4. Calculate the conditional probability
P(A|B) = (Number of people who weigh 120 lb and consume 2000-2500 calories) / (Total number of people who consume 2000-2500 calories) = 10 / 110 = 1/11.
5. Find the closest answer
1/11 is approximately 0.0909. Looking at the answer choices, the closest value is 0.09.
### Examples
Conditional probability is used in many real-world scenarios, such as medical diagnosis, risk assessment, and marketing. For example, a doctor might use conditional probability to determine the probability that a patient has a certain disease, given that the patient has certain symptoms. In marketing, conditional probability can be used to determine the probability that a customer will buy a product, given that the customer has certain characteristics.
- Calculate the conditional probability: $P(A|B) = \frac{{P(A \text{{ and }} B)}}{{P(B)}}$.
- Extract values from the table: $P(A \text{{ and }} B) = 10$, $P(B) = 110$.
- Compute the probability: $P(A|B) = \frac{{10}}{{110}} = \frac{{1}}{{11}} \approx 0.09$. The answer is $\boxed{0.09}$.
### Explanation
1. Understand the problem
We are given a two-way table that shows the distribution of people by weight and calorie consumption. We want to find the probability that a person weighs 120 pounds, given that they consume 2000 to 2500 calories per day. This is a conditional probability problem.
2. Define events and conditional probability
Let A be the event that a person weighs 120 pounds.
Let B be the event that a person consumes 2000 to 2500 calories per day.
We want to find P(A|B), which is the probability of A given B.
P(A|B) = P(A and B) / P(B).
3. Extract data from the table
From the table, the number of people who weigh 120 lb and consume 2000-2500 calories is 10.
The total number of people who consume 2000-2500 calories is 110.
4. Calculate the conditional probability
P(A|B) = (Number of people who weigh 120 lb and consume 2000-2500 calories) / (Total number of people who consume 2000-2500 calories) = 10 / 110 = 1/11.
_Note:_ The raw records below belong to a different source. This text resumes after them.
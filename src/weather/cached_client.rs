//! Weather client that serves recent observations from SQLite.

use color_eyre::Result;
use std::sync::Arc;

use crate::cache::{CachePolicy, Connectivity, LookupCache, Resolution, SqliteStorage};
use crate::config::Config;

use super::client::WeatherClient;
use super::Conditions;

/// Weather lookup with transparent caching and offline support.
#[derive(Clone)]
pub struct CachedWeatherClient {
  cache: LookupCache<Conditions, SqliteStorage, WeatherClient>,
}

impl CachedWeatherClient {
  /// Create a cached weather client on top of a shared database.
  pub fn new(config: &Config, storage: Arc<SqliteStorage>, connectivity: Connectivity) -> Result<Self> {
    let api_key = match Config::get_weather_key() {
      Ok(key) => Some(key),
      Err(e) => {
        tracing::warn!(error = %e, "weather lookups limited to cached data");
        None
      }
    };
    let client = WeatherClient::new(&config.weather, api_key, config.timeout())?;

    Ok(Self::with_parts(storage, client, connectivity, Self::policy(config)?))
  }

  pub fn with_parts(
    storage: Arc<SqliteStorage>,
    client: WeatherClient,
    connectivity: Connectivity,
    policy: CachePolicy<Conditions>,
  ) -> Self {
    Self {
      cache: LookupCache::from_shared(storage, Arc::new(client), connectivity, policy),
    }
  }

  /// Lookup policy for weather: exact lowercase city keys with a lifetime.
  pub fn policy(config: &Config) -> Result<CachePolicy<Conditions>> {
    let policy = CachePolicy::new(Conditions::Unavailable {
      message: config.weather.fallback.clone(),
    })
    .with_ttl(config.weather.ttl()?)
    .with_persist_remote(config.weather.persist_remote)
    .with_timeout(config.timeout());
    Ok(policy)
  }

  /// Get current conditions for a city.
  pub async fn current(&self, city: &str) -> Resolution<Conditions> {
    self.cache.resolve(city).await
  }
}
5. Find the closest answer
1/11 is approximately 0.0909. Looking at the answer choices, the closest value is 0.09.
### Examples
Conditional probability is used in many real-world scenarios, such as medical diagnosis, risk assessment, and marketing. For example, a doctor might use conditional probability to determine the probability that a patient has a certain disease, given that the patient has certain symptoms. In marketing, conditional probability can be used to determine the probability that a customer will buy a product, given that the customer has certain characteristics.